The athletes might feel obliged, for practical reasons, to give their home or a holiday residence as their whereabouts at weekends and during holidays, with the possibility of being tested there. Such a situation interfered with their right to the peaceful enjoyment of their home and negatively affected their private and family life. Nevertheless, those whereabouts were established “at their request and according to a given time-frame”, and they were required to ensure the efficiency of anti-doping tests. The checks in question were thus very different from those under the supervision of the courts, which were intended for the establishment of offences and might entail seizures, which by definition would undermine the essence of the right to respect for one’s home.
The Order of 14 April 2010, as codified in the Sports Code, and the decisions of the French Anti-doping Agency, had laid down a framework within which athletes were able to challenge their selection for the testing pool, including through an appeal to a court. It also allowed them to foresee and adopt the necessary conduct in relation to the places and times arranged for the testing, as a missed test was limited to their absence at the time and place they themselves had indicated. Lastly, they had the possibility of challenging any sanctions before the Administrative Court.
The applicants alleged that the tests to which they were subjected were inefficient. However, while positive results were admittedly rare, this could be explained, at least in part, by the dissuasive effect of anti-doping prevention. Directly concerned, as they were, by a scourge that was particularly prevalent in the circles of high-level competition, to which they had risen, they had to bear their fair share of the constraints that were inherent in the measures needed to counter the problem. Similarly, the allegedly endemic nature of doping in the world of sport could not call into question the legitimacy of prevention efforts but, on the contrary, justified the desire of the public authorities to succeed in those efforts.
The applicants had not demonstrated that testing limited to training grounds, while respecting times reserved for private life, would have sufficed to fulfil the objectives set by the national authorities in keeping up with developments in increasingly sophisticated doping methods, and in dealing with the very short time-frame within which prohibited substances could be detected.
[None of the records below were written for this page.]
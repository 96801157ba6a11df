use std::fmt;
use thiserror::Error;

use crate::convert::{self, ConvertStatus};
use crate::crc;
use crate::header::{self, Header};

/// Header plus IPL3 boot code.
pub const HEAD_SIZE: usize = 0x1000;

/// Largest image handled (a fully decompressed Zelda64 cartridge).
pub const MAX_SIZE: usize = 1024 * 1024 * 64;

#[derive(Debug, Error)]
pub enum Error {
    #[error("First byte 0x{0:02X} does not match any known ROM byte order")]
    UnknownMagic(u8),
    #[error("Image of length 0x{0:X} is too small to be an N64 ROM")]
    ImageTooSmall(usize),
    #[error("Image of length 0x{0:X} is too large to be an N64 ROM")]
    ImageTooBig(usize),
    #[error("{0}")]
    ConvertError(#[from] convert::Error),
    #[error("{0}")]
    CrcError(#[from] crc::Error),
    #[error("{0}")]
    HeaderError(#[from] header::Error),
}

type Result<T> = ::std::result::Result<T, Error>;

/// On-disk byte ordering of a ROM image.
#[derive(Debug, Clone, Copy, PartialEq, Eq)]
pub enum Endianness {
    /// Native cartridge order ("z64"), first byte 0x80.
    Big,
    /// Swapped within 16-bit words ("v64"), first byte 0x37.
    Mixed,
    /// Reversed 32-bit words ("n64"), first byte 0x40.
    Little,
}

impl Endianness {
    /// Infer the ordering from the first header byte.
    pub fn infer(magic: u8) -> Option<Self> {
        match magic {
            0x80 => Some(Self::Big),
            0x37 => Some(Self::Mixed),
            0x40 => Some(Self::Little),
            _ => None,
        }
    }

    /// Conventional file extension for this ordering.
    pub fn file_ext(&self) -> &'static str {
        match self {
            Self::Big => "z64",
            Self::Mixed => "v64",
            Self::Little => "n64",
        }
    }
}

impl fmt::Display for Endianness {
    fn fmt(&self, f: &mut fmt::Formatter<'_>) -> fmt::Result {
        match self {
            Self::Big => write!(f, "big"),
            Self::Mixed => write!(f, "mixed"),
            Self::Little => write!(f, "little"),
        }
    }
}

/// An owned N64 ROM image.
///
/// The image is kept contiguous; callers address header, boot code and
/// payload through offsets into one buffer.
pub struct Rom {
    image: Vec<u8>,
    order: Endianness,
}

impl Rom {
    /// Take ownership of an image, inferring its byte order from the first
    /// byte. No conversion is performed; see [`Rom::normalize`].
    pub fn from_vec(image: Vec<u8>) -> Result<Self> {
        if image.len() < HEAD_SIZE {
            return Err(Error::ImageTooSmall(image.len()));
        }
        if image.len() > MAX_SIZE {
            return Err(Error::ImageTooBig(image.len()));
        }
        let order = Endianness::infer(image[0]).ok_or(Error::UnknownMagic(image[0]))?;
        Ok(Self { image, order })
    }

    /// Current byte order of the buffer.
    pub fn order(&self) -> Endianness {
        self.order
    }

    pub fn len(&self) -> usize {
        self.image.len()
    }

    pub fn is_empty(&self) -> bool {
        self.image.is_empty()
    }

    pub fn image(&self) -> &[u8] {
        &self.image
    }

    pub fn image_mut(&mut self) -> &mut [u8] {
        &mut self.image
    }

    pub fn into_vec(self) -> Vec<u8> {
        self.image
    }

    /// Convert the buffer to big-endian in place. Returns whether any work
    /// was done.
    pub fn normalize(&mut self) -> Result<ConvertStatus> {
        let status = convert::convert(&mut self.image, self.order, Endianness::Big)?;
        self.order = Endianness::Big;
        Ok(status)
    }

    /// Convert the buffer to `target` in place.
    pub fn convert(&mut self, target: Endianness) -> Result<ConvertStatus> {
        let status = convert::convert(&mut self.image, self.order, target)?;
        self.order = target;
        Ok(status)
    }

    /// Parse the cartridge header. Only meaningful in big-endian order.
    pub fn header(&self) -> Result<Header> {
        Ok(Header::read(&self.image)?)
    }

    /// Whether the header checksums match a fresh computation.
    pub fn check_crc(&self) -> Result<(bool, (u32, u32))> {
        Ok(crc::check(&self.image)?)
    }

    /// Recompute and write the header checksums. Returns `true` when they
    /// were already correct.
    pub fn correct_crc(&mut self) -> Result<bool> {
        let before = crc::read(&self.image);
        let after = crc::correct(&mut self.image)?;
        Ok(before == after)
    }
}

#[cfg(test)]
mod tests {
    use super::*;

    fn image_with_magic(magic: u8) -> Vec<u8> {
        let mut image = vec![0u8; HEAD_SIZE];
        image[0] = magic;
        image
    }

    #[test]
    fn infer_orderings() {
        assert_eq!(Endianness::infer(0x80), Some(Endianness::Big));
        assert_eq!(Endianness::infer(0x37), Some(Endianness::Mixed));
        assert_eq!(Endianness::infer(0x40), Some(Endianness::Little));
        assert_eq!(Endianness::infer(0x12), None);
    }

    #[test]
    fn from_vec_detects_order() {
        let rom = Rom::from_vec(image_with_magic(0x37)).unwrap();
        assert_eq!(rom.order(), Endianness::Mixed);
        assert!(matches!(
            Rom::from_vec(image_with_magic(0x00)),
            Err(Error::UnknownMagic(0x00))
        ));
    }

    #[test]
    fn rejects_undersized_image() {
        assert!(matches!(
            Rom::from_vec(vec![0x80; 0x100]),
            Err(Error::ImageTooSmall(0x100))
        ));
    }

    #[test]
    fn normalize_mixed_image() {
        let mut image = image_with_magic(0x37);
        image[1] = 0x80;
        image[2] = 0x40;
        image[3] = 0x12;
        let mut rom = Rom::from_vec(image).unwrap();
        rom.normalize().unwrap();
        assert_eq!(rom.order(), Endianness::Big);
        assert_eq!(&rom.image()[..4], &[0x80, 0x37, 0x12, 0x40]);
    }

    #[test]
    fn extensions() {
        assert_eq!(Endianness::Big.file_ext(), "z64");
        assert_eq!(Endianness::Mixed.file_ext(), "v64");
        assert_eq!(Endianness::Little.file_ext(), "n64");
    }
}
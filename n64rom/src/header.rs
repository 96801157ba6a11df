use std::fmt;
use thiserror::Error;

use crate::stream::{self, Reader, Writer};

#[derive(Debug, Error)]
pub enum Error {
    #[error("{0}")]
    StreamError(#[from] stream::Error),
}

type Result<T> = ::std::result::Result<T, Error>;

/// The 0x40-byte cartridge header at the start of every ROM image.
#[derive(Debug, Clone)]
pub struct Header {
    /// PI BSD DOM1 configuration, first byte doubling as the byte-order magic.
    pub device_config: u32,
    pub clock_rate: u32,
    pub entry_point: u32,
    pub release: u32,
    pub crc1: u32,
    pub crc2: u32,
    reserved1: [u8; 8],
    pub name: [u8; 20],
    reserved2: [u8; 7],
    pub manufacturer: u8,
    pub cart_id: [u8; 2],
    pub region_code: u8,
    reserved3: u8,
}

impl Header {
    pub const SIZE: usize = 0x40;

    /// Parse a big-endian header from the front of `image`.
    pub fn read(image: &[u8]) -> Result<Self> {
        let mut reader = Reader::from(image);
        let device_config = reader.read_u32()?;
        let clock_rate = reader.read_u32()?;
        let entry_point = reader.read_u32()?;
        let release = reader.read_u32()?;
        let crc1 = reader.read_u32()?;
        let crc2 = reader.read_u32()?;
        let mut reserved1 = [0; 8];
        reserved1.copy_from_slice(reader.read_bytes(8)?);
        let mut name = [0; 20];
        name.copy_from_slice(reader.read_bytes(20)?);
        let mut reserved2 = [0; 7];
        reserved2.copy_from_slice(reader.read_bytes(7)?);
        let manufacturer = reader.read_u8()?;
        let mut cart_id = [0; 2];
        cart_id.copy_from_slice(reader.read_bytes(2)?);
        let region_code = reader.read_u8()?;
        let reserved3 = reader.read_u8()?;

        Ok(Self {
            device_config,
            clock_rate,
            entry_point,
            release,
            crc1,
            crc2,
            reserved1,
            name,
            reserved2,
            manufacturer,
            cart_id,
            region_code,
            reserved3,
        })
    }

    /// Serialize back over the front of `image`.
    pub fn write(&self, image: &mut [u8]) -> Result<()> {
        let mut writer = Writer::from(image);
        writer.write_u32(self.device_config)?;
        writer.write_u32(self.clock_rate)?;
        writer.write_u32(self.entry_point)?;
        writer.write_u32(self.release)?;
        writer.write_u32(self.crc1)?;
        writer.write_u32(self.crc2)?;
        writer.write_bytes(&self.reserved1)?;
        writer.write_bytes(&self.name)?;
        writer.write_bytes(&self.reserved2)?;
        writer.write_u8(self.manufacturer)?;
        writer.write_bytes(&self.cart_id)?;
        writer.write_u8(self.region_code)?;
        writer.write_u8(self.reserved3)?;
        Ok(())
    }

    /// Image name with trailing padding stripped.
    pub fn name_str(&self) -> String {
        let end = self
            .name
            .iter()
            .rposition(|&b| b != 0 && b != b' ')
            .map_or(0, |i| i + 1);
        String::from_utf8_lossy(&self.name[..end]).into_owned()
    }

    pub fn cart_id_str(&self) -> String {
        String::from_utf8_lossy(&self.cart_id).into_owned()
    }
}

impl fmt::Display for Header {
    fn fmt(&self, f: &mut fmt::Formatter<'_>) -> fmt::Result {
        writeln!(f, "  Name: {}", self.name_str())?;
        writeln!(
            f,
            "  Cart: {}{}{}",
            self.manufacturer as char,
            self.cart_id_str(),
            self.region_code as char
        )?;
        writeln!(f, "  Entry Point: 0x{:08X}", self.entry_point)?;
        write!(f, "  CRC: (0x{:08X}, 0x{:08X})", self.crc1, self.crc2)
    }
}
//! Statement file parsing
//!
//! Extracts headers and string rows from CSV or JSON without assuming which
//! column means what; the field mapper assigns meaning later.

use csv::ReaderBuilder;
use serde::{Deserialize, Serialize};
use serde_json::{Map, Value};
use std::io::Read;
use std::path::Path;
use tracing::debug;

use crate::error::{Error, Result};

/// Supported statement file formats, chosen by extension
#[derive(Debug, Clone, Copy, PartialEq, Eq, Serialize, Deserialize)]
#[serde(rename_all = "lowercase")]
pub enum FileFormat {
    Csv,
    Json,
}

impl FileFormat {
    /// Format for a file name, or `UnsupportedFormat` with the offending extension
    pub fn from_filename(filename: &str) -> Result<Self> {
        let ext = Path::new(filename)
            .extension()
            .and_then(|e| e.to_str())
            .map(|e| e.to_lowercase());

        match ext.as_deref() {
            Some("csv") => Ok(Self::Csv),
            Some("json") => Ok(Self::Json),
            Some(other) => Err(Error::UnsupportedFormat(format!(".{}", other))),
            None => Err(Error::UnsupportedFormat(filename.to_string())),
        }
    }

    pub fn as_str(&self) -> &'static str {
        match self {
            Self::Csv => "csv",
            Self::Json => "json",
        }
    }
}

impl std::fmt::Display for FileFormat {
    fn fmt(&self, f: &mut std::fmt::Formatter<'_>) -> std::fmt::Result {
        write!(f, "{}", self.as_str())
    }
}

/// Raw tabular content of an uploaded file
#[derive(Debug, Clone, PartialEq, Eq, Serialize, Deserialize)]
pub struct ParsedData {
    pub headers: Vec<String>,
    pub rows: Vec<Vec<String>>,
    pub format: FileFormat,
}

impl ParsedData {
    /// The first `n` rows, or all of them when there are fewer
    pub fn preview_rows(&self, n: usize) -> &[Vec<String>] {
        &self.rows[..n.min(self.rows.len())]
    }

    pub fn total_rows(&self) -> usize {
        self.rows.len()
    }

    /// Index of a header, compared case-insensitively after trimming
    pub fn column_index(&self, name: &str) -> Option<usize> {
        self.headers
            .iter()
            .position(|h| h.trim().eq_ignore_ascii_case(name))
    }
}

/// Parse a statement, dispatching on the file extension
pub fn parse_file<R: Read>(filename: &str, reader: R) -> Result<ParsedData> {
    let data = match FileFormat::from_filename(filename)? {
        FileFormat::Csv => parse_csv(reader)?,
        FileFormat::Json => parse_json(reader)?,
    };
    debug!(
        filename,
        format = %data.format,
        columns = data.headers.len(),
        rows = data.rows.len(),
        "Parsed statement file"
    );
    Ok(data)
}

/// First record is the header row; every later record is a data row
pub fn parse_csv<R: Read>(reader: R) -> Result<ParsedData> {
    let mut rdr = ReaderBuilder::new()
        .has_headers(true)
        .flexible(true)
        .from_reader(reader);

    let headers: Vec<String> = rdr.headers()?.iter().map(str::to_string).collect();
    if headers.is_empty() {
        return Err(Error::EmptyFile);
    }

    let mut rows = Vec::new();
    for result in rdr.records() {
        let record = result?;
        rows.push(record.iter().map(str::to_string).collect());
    }

    if rows.is_empty() {
        return Err(Error::NoDataRows);
    }

    Ok(ParsedData {
        headers,
        rows,
        format: FileFormat::Csv,
    })
}

/// Top-level array of objects; headers come from the first object's keys
pub fn parse_json<R: Read>(reader: R) -> Result<ParsedData> {
    let records: Vec<Map<String, Value>> = serde_json::from_reader(reader)?;

    let Some(first) = records.first() else {
        return Err(Error::NoRecords);
    };
    let headers: Vec<String> = first.keys().cloned().collect();

    let rows = records
        .iter()
        .map(|record| {
            headers
                .iter()
                .map(|h| record.get(h).map(value_to_string).unwrap_or_default())
                .collect()
        })
        .collect();

    Ok(ParsedData {
        headers,
        rows,
        format: FileFormat::Json,
    })
}

fn value_to_string(value: &Value) -> String {
    match value {
        Value::Null => String::new(),
        Value::String(s) => s.clone(),
        other => other.to_string(),
    }
}
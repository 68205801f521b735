//! ExpenseTrace Core Library
//!
//! Shared functionality for the expensetrace personal finance tracker:
//! - SQLite storage with versioned migrations
//! - CSV and JSON statement import with field mapping
//! - Regex category rules and recategorization
//! - Monthly and yearly reports
//! - Filtered search and CSV export

pub mod categorizer;
pub mod config;
pub mod db;
pub mod error;
pub mod export;
pub mod filter;
pub mod ids;
pub mod import;
pub mod logging;
pub mod matcher;
pub mod models;
pub mod money;
pub mod period;
pub mod report;
pub mod storage;

pub use categorizer::{extend_pattern, Categorizer, CategoryChange, UncategorizedGroup};
pub use config::{Config, DbConfig, LogFormat, LogLevel, LogOutput, LoggerConfig};
pub use db::Database;
pub use error::{Error, Result};
pub use filter::{parse_expense_filters, ExpenseFilter, SortDirection, SortField, SortOptions};
pub use import::{FieldMapping, ImportInfo, ImportPreview, ImportService, ImportSessionStore};
pub use matcher::{CategoryMatcher, MatcherCache};
pub use models::*;
pub use report::{CategoryBucket, Report, ReportKind};
pub use storage::{CategoryStore, ExpenseStore, SessionStore, Storage, UserStore};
In the light of the dangers established in the case and the difficulties encountered in reducing them efficiently, the whereabouts requirements imposed in accordance with the above-mentioned norms of international law had to be regarded as justified.
Without underestimating the impact of those requirements on the applicants’ private life, the general interest reasons which made them necessary were of considerable importance and justified the restrictions on their rights under Article 8 of the Convention. To reduce or remove the obligations of which they complained would be capable of increasing the dangers of doping for their health and for that of the whole sports community, running counter to the European and international consensus on the need for unannounced testing. The respondent State had struck a fair balance between the different interests at stake.
Conclusion: no violation (unanimously).